Dr. Richardson envisions iberdomide as a well-tolerated upfront and maintenance therapy due to its favorable safety profile. In contrast, the more potent mezigdomide is targeted for heavily pre-treated, relapsed/refractory patients, particularly those who have failed immunotherapies.
In the maintenance setting, iberdomide isn't just a marginal improvement over the standard, lenalidomide. Cross-trial data suggests it more than doubles the rate of response improvement (70% vs. 30%) while surprisingly causing fewer side effects, such as gastrointestinal issues.

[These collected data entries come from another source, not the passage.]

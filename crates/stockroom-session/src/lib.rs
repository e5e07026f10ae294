//! Session token lifecycle for the Stockroom admin client.
//!
//! Provides:
//! - [`TokenStore`]: Persistence for the access token, refresh token and tenant id
//! - [`decode_expiry`] / [`is_expired`]: Reading the `exp` claim of a bearer token
//! - [`TokenRefresher`]: Trait for the refresh exchange, with [`HttpTokenRefresher`]
//! - [`SessionManager`]: Auth-state queries and single-flight refresh
//! - [`RouteGuard`]: Navigation gate for protected routes
//! - [`SessionError`]: Session-specific error types

mod clock;
mod config;
mod error;
mod guard;
mod manager;
mod refresher;
mod single_flight;
mod store;
mod token;

pub use clock::{Clock, ManualClock, SystemClock};
pub use config::{
    DEFAULT_LOGIN_ROUTE, DEFAULT_REFRESH_TIMEOUT_SECS, MIN_REFRESH_TIMEOUT_SECS, SessionConfig,
};
pub use error::{Result, SessionError};
pub use guard::{GuardDecision, RouteGuard};
pub use manager::{SessionManager, SessionManagerBuilder};
pub use refresher::{HttpTokenRefresher, REFRESH_PATH, RefreshedTokens, TokenRefresher};
pub use single_flight::{RefreshCoordinator, RefreshState};
pub use store::{FileTokenStore, MemoryTokenStore, TokenKind, TokenStore};
pub use token::{decode_expiry, is_expired};

/// Join an API base URL and an endpoint path with exactly one slash.
pub fn join_url(base: &str, path: &str) -> String {
    format!(
        "{}/{}",
        base.trim_end_matches('/'),
        path.trim_start_matches('/')
    )
}
use chrono::{DateTime, Utc};
use serde::{Deserialize, Serialize};

use crate::divergence::Divergence;

/// Textual prefix some upstream deployments put in front of group chat ids
/// (`"g_12345"`). The canonical form negates the numeric suffix.
pub const GROUP_ID_PREFIX: &str = "g_";

/// A user as the canonical contract describes one. The identifier is the only
/// routing key; it is never derived from a display string.
#[derive(Debug, Clone, PartialEq, Eq, Serialize, Deserialize)]
pub struct CanonicalUser {
    /// Platform-unique identifier. Always numeric, even when the upstream
    /// wire encodes it as a string.
    pub id: i64,
    /// Display name. Empty only when the upstream omits it and the
    /// corresponding correction is no longer applied.
    pub display_name: String,
    /// Whether the account is a bot. Always present in canonical form.
    pub is_bot: bool,
    /// Handle (`@username` without the `@`), when the upstream provides one.
    #[serde(skip_serializing_if = "Option::is_none")]
    pub username: Option<String>,
}

/// Conversation kind. `Broadcast` covers one-to-many channels.
#[derive(Debug, Clone, Copy, PartialEq, Eq, Serialize, Deserialize)]
#[serde(rename_all = "snake_case")]
pub enum ChatKind {
    Private,
    Group,
    Broadcast,
}

impl ChatKind {
    /// Parse an upstream `chat.type` string. Supergroups collapse into
    /// `Group`; unknown or empty strings are `None` (caller decides whether
    /// inference is allowed).
    pub fn from_wire(raw: &str) -> Option<Self> {
        match raw.trim().to_ascii_lowercase().as_str() {
            "private" => Some(Self::Private),
            "group" | "supergroup" => Some(Self::Group),
            "channel" => Some(Self::Broadcast),
            _ => None,
        }
    }
}

/// A conversation. Sign of `id` is load-bearing: positive ids are one-to-one
/// chats (and equal the counterpart user's id), negative ids are groups. The
/// negation scheme guarantees a group id can never collide with a user id.
#[derive(Debug, Clone, PartialEq, Eq, Serialize, Deserialize)]
pub struct CanonicalChat {
    pub id: i64,
    pub kind: ChatKind,
    #[serde(skip_serializing_if = "Option::is_none")]
    pub title: Option<String>,
    /// The raw textual id as received from the wire, kept while the upstream
    /// may emit both formats during a migration window.
    #[serde(skip_serializing_if = "Option::is_none")]
    pub upstream_id: Option<String>,
}

/// Derive the canonical (negative) group id from a prefixed wire id.
/// Returns `None` when the input is not a prefixed group id or the suffix is
/// not numeric.
pub fn canonical_group_id(raw: &str) -> Option<i64> {
    let suffix = raw.strip_prefix(GROUP_ID_PREFIX)?;
    let n: i64 = suffix.parse().ok()?;
    (n > 0).then_some(-n)
}

/// Reproduce the upstream wire form of a canonical group id. Inverse of
/// [`canonical_group_id`]; `None` for non-group (non-negative) ids.
pub fn upstream_group_id(id: i64) -> Option<String> {
    (id < 0).then(|| format!("{GROUP_ID_PREFIX}{}", -id))
}

/// Structural marker kind inside message text.
#[derive(Debug, Clone, Copy, PartialEq, Eq, Hash, Serialize, Deserialize)]
#[serde(rename_all = "snake_case")]
pub enum EntityKind {
    /// A leading `/command` token.
    Command,
    /// An `@username` mention.
    Mention,
    /// Any other formatting marker the upstream reports (bold, link, ...).
    Formatting,
}

/// A structural marker spanning part of the message text.
///
/// Offsets and lengths count characters of the normalized text. Zero-length
/// command/mention entities are invalid and never emitted.
#[derive(Debug, Clone, PartialEq, Eq, Serialize, Deserialize)]
pub struct CanonicalEntity {
    pub kind: EntityKind,
    pub offset: usize,
    pub length: usize,
    /// The referenced user, for mentions that carry one.
    #[serde(skip_serializing_if = "Option::is_none")]
    pub user: Option<CanonicalUser>,
}

/// A normalized inbound message.
#[derive(Debug, Clone, PartialEq, Eq, Serialize, Deserialize)]
pub struct CanonicalMessage {
    pub message_id: i64,
    pub from: CanonicalUser,
    pub chat: CanonicalChat,
    pub text: String,
    /// Sorted by offset, non-overlapping.
    pub entities: Vec<CanonicalEntity>,
    #[serde(skip_serializing_if = "Option::is_none")]
    pub reply_to_message_id: Option<i64>,
    /// Message timestamp as reported by the upstream, when present.
    #[serde(skip_serializing_if = "Option::is_none")]
    pub date: Option<DateTime<Utc>>,
}

/// A normalized inbound event.
#[derive(Debug, Clone, PartialEq, Eq, Serialize, Deserialize)]
#[serde(tag = "kind", rename_all = "snake_case")]
pub enum CanonicalEvent {
    Message(CanonicalMessage),
    CallbackQuery {
        id: String,
        from: CanonicalUser,
        /// The message the callback originated from. Normalized leniently;
        /// absent when the upstream payload is too broken to recover.
        #[serde(skip_serializing_if = "Option::is_none")]
        message: Option<CanonicalMessage>,
        #[serde(skip_serializing_if = "Option::is_none")]
        data: Option<String>,
    },
}

/// A correction or anomaly noted during normalization. Not an error: the
/// event is still usable.
#[derive(Debug, Clone, PartialEq, Eq, Serialize, Deserialize)]
pub struct NormalizeWarning {
    /// Which payload field triggered the warning (e.g. `"chat.type"`).
    pub field: String,
    pub message: String,
    /// The documented divergence this warning belongs to, when there is one.
    #[serde(skip_serializing_if = "Option::is_none")]
    pub divergence: Option<Divergence>,
}

/// Normalization output: the canonical event plus everything the normalizer
/// had to fix or found suspicious along the way.
#[derive(Debug, Clone, PartialEq, Eq, Serialize, Deserialize)]
pub struct NormalizedEvent {
    #[serde(flatten)]
    pub event: CanonicalEvent,
    /// Empty = omitted from JSON.
    #[serde(default, skip_serializing_if = "Vec::is_empty")]
    pub warnings: Vec<NormalizeWarning>,
}
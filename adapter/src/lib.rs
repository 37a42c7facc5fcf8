//! Compatibility adapter between a partially-conformant Bot-API upstream
//! and clients written against the canonical contract.
//!
//! Inbound payloads go through [`Adapter::normalize`], which fixes the
//! documented field-level divergences and synthesizes the structure the
//! upstream omits. Outbound calls go through [`Adapter::invoke`], which
//! substitutes degraded-but-safe behavior for capabilities the upstream
//! lacks. Both sides are gated by the divergence registry, so a correction
//! can be downgraded to a defensive no-op by flipping a record, not by
//! editing call sites.

use std::sync::Arc;
use std::time::Duration;

use serde_json::Value;

use botbridge_core::divergence::DivergenceRegistry;
use botbridge_core::error::NormalizeError;
use botbridge_core::event::NormalizedEvent;
use botbridge_core::outbound::{Outcome, OutboundRequest};

pub mod config;
pub mod entities;
pub mod format;
pub mod normalize;
pub mod router;
pub mod transport;

pub use config::{AdapterConfig, ConfigError};
pub use entities::EntitySynthesizer;
pub use router::{CapabilityRouter, CapabilityTable, MethodSupport};
pub use transport::{BotTransport, HttpTransport, TransportError};

/// The one surface collaborators use. Stateless beyond the registry, the
/// synthesizer's metric counter, and the transport handle.
pub struct Adapter {
    registry: Arc<DivergenceRegistry>,
    synthesizer: EntitySynthesizer,
    router: CapabilityRouter,
}

impl Adapter {
    pub fn new(
        registry: Arc<DivergenceRegistry>,
        table: CapabilityTable,
        transport: Arc<dyn BotTransport>,
    ) -> Self {
        Self {
            router: CapabilityRouter::new(registry.clone(), table, transport),
            registry,
            synthesizer: EntitySynthesizer::new(),
        }
    }

    /// Wire up an adapter from config: HTTP transport, capability table,
    /// registry with overrides applied.
    pub fn from_config(config: &AdapterConfig) -> Result<Self, TransportError> {
        let transport = HttpTransport::new(
            &config.api_base_url,
            &config.api_token,
            Duration::from_secs(config.request_timeout_secs),
        )?;
        Ok(Self::new(
            Arc::new(config.registry()),
            config.capability_table(),
            Arc::new(transport),
        ))
    }

    /// Normalize a raw webhook payload into a canonical event.
    pub fn normalize(&self, raw: &Value) -> Result<NormalizedEvent, NormalizeError> {
        normalize::normalize_update(raw, &self.registry, &self.synthesizer)
    }

    /// Execute an outbound call, degrading where the upstream falls short.
    pub async fn invoke(&self, request: &OutboundRequest) -> Outcome {
        self.router.invoke(request).await
    }

    /// The live registry, for status overrides and diagnostics.
    pub fn registry(&self) -> &DivergenceRegistry {
        &self.registry
    }

    /// Mentions dropped during normalization since startup.
    pub fn dropped_mentions(&self) -> u64 {
        self.synthesizer.dropped_mentions()
    }
}

#[cfg(test)]
mod tests {
    use serde_json::json;

    use botbridge_core::divergence::{Divergence, DivergenceStatus};
    use botbridge_core::event::CanonicalEvent;
    use botbridge_core::outbound::{Outcome, OutboundRequest, SubstituteAction};

    use super::*;
    use crate::transport::testing::MockTransport;

    fn adapter_with(table: CapabilityTable, transport: Arc<MockTransport>) -> Adapter {
        Adapter::new(Arc::new(DivergenceRegistry::new()), table, transport)
    }

    #[tokio::test]
    async fn normalize_then_reply_round_trip() {
        let transport = Arc::new(MockTransport::with_message_id(200));
        let adapter = adapter_with(
            CapabilityTable::full().without_reply_references(),
            transport.clone(),
        );

        let normalized = adapter
            .normalize(&json!({
                "update_id": 9,
                "message": {
                    "message_id": "12",
                    "from": { "id": "31337", "first_name": "Ada", "is_bot": false },
                    "chat": { "id": "g_450", "type": "group", "title": "readers" },
                    "text": "/luck",
                },
            }))
            .expect("normalize");

        let CanonicalEvent::Message(msg) = &normalized.event else {
            panic!("expected message");
        };
        assert_eq!(msg.chat.id, -450);

        let outcome = adapter
            .invoke(
                &OutboundRequest::send_message(msg.chat.id, "今日运势：大吉")
                    .with_reply_to(msg.message_id),
            )
            .await;
        assert_eq!(
            outcome,
            Outcome::Delivered {
                message_id: Some(200),
                reply_unattached: true,
            }
        );
        assert_eq!(transport.called_methods(), vec!["sendMessage"]);
    }

    #[tokio::test]
    async fn registry_flip_changes_facade_behavior_between_calls() {
        let transport = Arc::new(MockTransport::with_message_id(1));
        let adapter = adapter_with(CapabilityTable::full(), transport);

        let raw = json!({
            "update_id": 1,
            "message": {
                "message_id": 1,
                "from": { "id": 5, "first_name": "Ada" },
                "chat": { "id": 5, "type": "private" },
                "text": "hi",
            },
        });

        adapter
            .registry()
            .set_status(Divergence::UserMissingBotFlag, DivergenceStatus::Unfixed);
        assert!(adapter.normalize(&raw).is_ok());

        adapter.registry().set_status(
            Divergence::UserMissingBotFlag,
            DivergenceStatus::FixedObserved,
        );
        assert!(adapter.normalize(&raw).is_err());
    }

    #[tokio::test]
    async fn degraded_edit_through_the_facade() {
        let transport = Arc::new(MockTransport::with_message_id(321));
        let adapter = adapter_with(
            CapabilityTable::full().without_edit_message(),
            transport,
        );

        let outcome = adapter
            .invoke(&OutboundRequest::edit_message_text(5, 1, "new text"))
            .await;
        assert_eq!(
            outcome,
            Outcome::Degraded {
                substitute: SubstituteAction::SentNewMessage,
                message_id: Some(321),
            }
        );
    }
}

Unlike therapies that can deplete the immune system, mezigdomide enhances T-cell number and function. This unique immune-enhancing property makes it a promising agent to use before, or in combination with, immunotherapies like CAR-T to overcome resistance and improve outcomes in highly refractory patients.
Dr. Richardson repeatedly emphasizes that modern clinical trial design must incorporate FDA guidance. Key elements now considered vital for approval include upfront dose optimization phases and deliberate inclusion of diverse populations, particularly African American patients, to ensure relevance and equity.
Based on findings from the DETERMINATION-1 and MIDAS trials, which questioned the overall survival benefit of early transplant, new strategies are emerging. The DETERMINATION-2 trial will use iberdomide-based therapy and defer transplant for standard-risk, MRD-negative patients, reserving it for higher-risk cases.